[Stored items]
======

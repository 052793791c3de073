//! # Error Types
//!
//! This module defines error types used throughout the braillink library.
//!
//! Codec and chunker errors are returned synchronously to the caller.
//! Connection and transfer errors surface both as a returned `Err` and, where
//! a job or connection is involved, as a terminal state change plus an event.

use std::time::Duration;

use thiserror::Error;

use crate::status::ErrorCode;

/// Main error type for braillink operations
#[derive(Debug, Error)]
pub enum BraillinkError {
    /// Radio or location permission not granted. Never retried internally.
    #[error("Permission denied: {0}")]
    PermissionDenied(String),

    /// No usable Bluetooth adapter (missing, powered off, tooling absent)
    #[error("Radio unavailable: {0}")]
    RadioUnavailable(String),

    /// Device id not present in the last scan or the bonded set
    #[error("Device not found: {0}")]
    DeviceNotFound(String),

    /// Scan, pairing, or connect exceeded its deadline
    #[error("Connection timed out after {0:?}")]
    ConnectionTimeout(Duration),

    /// The device must be paired before this operation
    #[error("Pairing required for {0}")]
    PairingRequired(String),

    /// Pairing was attempted and rejected
    #[error("Pairing failed: {0}")]
    PairingFailed(String),

    /// No active connection
    #[error("Not connected to a device")]
    NotConnected,

    /// The link is in use by another operation
    #[error("Link busy")]
    LinkBusy,

    /// Mid-transfer write failure, carries the underlying cause
    #[error("Transfer error: {0}")]
    Transfer(String),

    /// A single chunk write exceeded the per-write timeout
    #[error("Write timed out after {0:?}")]
    WriteTimeout(Duration),

    /// Paper, battery, thermal or comm issue reported by the hardware itself
    #[error("Device reported error: {0}")]
    DeviceReported(ErrorCode),

    /// Malformed input (bad dot position, empty payload, zero chunk size)
    #[error("Invalid input: {0}")]
    InvalidInput(String),

    /// Text contained characters with no Braille mapping
    #[error("Unmapped characters: {0:?}")]
    UnmappedCharacters(Vec<char>),

    /// Invalid configuration
    #[error("Config error: {0}")]
    Config(String),

    /// I/O error wrapper
    #[error("I/O error: {0}")]
    Io(#[from] std::io::Error),

    /// JSON (de)serialization error wrapper
    #[error("JSON error: {0}")]
    Json(#[from] serde_json::Error),
}

/// Convenience alias used across the crate.
pub type Result<T, E = BraillinkError> = std::result::Result<T, E>;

======

#### [WORK REQUEST]
In the entries above, find each line with the string "timed" and copy it.

#### [THE ANSWER]
    #[error("Connection timed out after {0:?}")]
    #[error("Write timed out after {0:?}")]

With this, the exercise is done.